Множества в этой системе занимают центральное место -они непосредственно противостоят Империи. В отличие от прежних политических порядков, они не находятся в диалектическом противоборстве: и множества, и Империя расположены в глобальном плане имманенции. В структуре производства капитал и рабочая сила также неопосредованы - они находятся в прямой конфронтации друг с другом. Современный труд все более интеллектуализируется, орудием работника становится его собственный мозг. Капитал оказывается чистым «паразитом», поскольку он не вмешивается в процесс труда, не инвестирует в орудия производства, а лишь захватывает произведенную стоимость[37]. Империя зависима от множеств, она образуется как реакция на их высвобождение в революцияхXXв.: это «перевернутый образ множеств» - она так же имманентна и гетерогенна.

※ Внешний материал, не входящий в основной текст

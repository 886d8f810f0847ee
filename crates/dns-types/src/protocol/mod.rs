pub mod compression;
pub mod deserialise;
pub mod octets;
pub mod serialise;
pub mod types;
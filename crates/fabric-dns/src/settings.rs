use config::{Config, ConfigError, File, FileFormat};
use serde::de::{self, Deserializer, Unexpected, Visitor};
use serde::Deserialize;
use std::fmt;
use std::net::{IpAddr, Ipv4Addr, Ipv6Addr};
use std::path::Path;

use dns_responder::answer::DEFAULT_MX_PREFERENCE;
use dns_types::protocol::types::DomainName;

/// The records to serve, read from a YAML or TOML file.
///
/// ```yaml
/// records:
///   - name: "example.com."
///     a: ["93.184.216.34"]
///     mx: { preference: 10, host: "mail.example.com." }
///     ns: { nameserver: "ns1.example.com.", addresses: ["192.0.2.53"] }
/// refuse_unknown: true
/// ```
#[derive(Debug, Clone, Eq, PartialEq, Deserialize, Default)]
pub struct Settings {
    #[serde(default)]
    pub records: Vec<Record>,
    /// Refuse questions about names with no records, rather than
    /// answering NXDOMAIN.
    #[serde(default)]
    pub refuse_unknown: bool,
}

#[derive(Debug, Clone, Eq, PartialEq, Deserialize)]
pub struct Record {
    pub name: Name,
    #[serde(default)]
    pub a: Vec<Ipv4Addr>,
    #[serde(default)]
    pub aaaa: Vec<Ipv6Addr>,
    pub mx: Option<MailExchange>,
    pub ns: Option<Nameserver>,
}

#[derive(Debug, Clone, Eq, PartialEq, Deserialize)]
pub struct MailExchange {
    #[serde(default = "default_mx_preference")]
    pub preference: u16,
    pub host: Name,
}

fn default_mx_preference() -> u16 {
    DEFAULT_MX_PREFERENCE
}

#[derive(Debug, Clone, Eq, PartialEq, Deserialize)]
pub struct Nameserver {
    pub nameserver: Name,
    /// Glue addresses for the nameserver.
    #[serde(default)]
    pub addresses: Vec<IpAddr>,
}

#[derive(Debug, Clone, Eq, PartialEq)]
pub struct Name {
    pub domain: DomainName,
}

impl<'de> Deserialize<'de> for Name {
    fn deserialize<D>(deserializer: D) -> Result<Self, D::Error>
    where
        D: Deserializer<'de>,
    {
        struct NameVisitor;

        impl Visitor<'_> for NameVisitor {
            type Value = Name;

            fn expecting(&self, formatter: &mut fmt::Formatter) -> fmt::Result {
                formatter.write_str("a domain name")
            }

            fn visit_str<E>(self, v: &str) -> Result<Name, E>
            where
                E: de::Error,
            {
                match DomainName::from_dotted_string(v) {
                    Some(domain) => Ok(Name { domain }),
                    None => Err(de::Error::invalid_value(
                        Unexpected::Str(v),
                        &"a valid domain name",
                    )),
                }
            }
        }

        deserializer.deserialize_str(NameVisitor)
    }
}

impl Settings {
    pub fn new(path: &Path) -> Result<Self, ConfigError> {
        Config::builder()
            .add_source(File::from(path))
            .build()?
            .try_deserialize()
    }

    pub fn from_yaml(yaml: &str) -> Result<Self, ConfigError> {
        Config::builder()
            .add_source(File::from_str(yaml, FileFormat::Yaml))
            .build()?
            .try_deserialize()
    }
}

С этими базовыми условиями Негри и Хардт связывают перспективу освобождения. Множества самодостаточны, автономны, им не нужно искать внешние средства для того, чтобы стать политическим субъектом; Империя, построенная по тому же принципу имманентности иразличия, не может полностью удержать и связать их могущество. Восстановление жизни, некогда открытой имманентности, авторы называют «гуманизмом после смерти человека», отказом от трансцендентного образа Человека, который также встроен в аппарат захвата, контролируя наши возможности. Трансформации, связанные с угасанием трансцендентного образа человека, Негри называет «антропологическим исходом» (exodus), не исключая и отказа от прежних телесных форм, которые ассоциируются со старыми формами власти и подавления. Масштабные миграционные потоки современного мира тоже служат разновидностью «исхода» и манифестацией пробуждающейся силы подвижных в своей основе множеств. В этой связи Негри и Хардт говорят о  необходимости формирования «материальной мифологии разума» как мифологии «Града Земного» - противостоящей старому августинианскому «Граду Божьему», - символической и образной артикуляции, выражающей онтологию множества, организующей ее силу и дающей ей телеологию.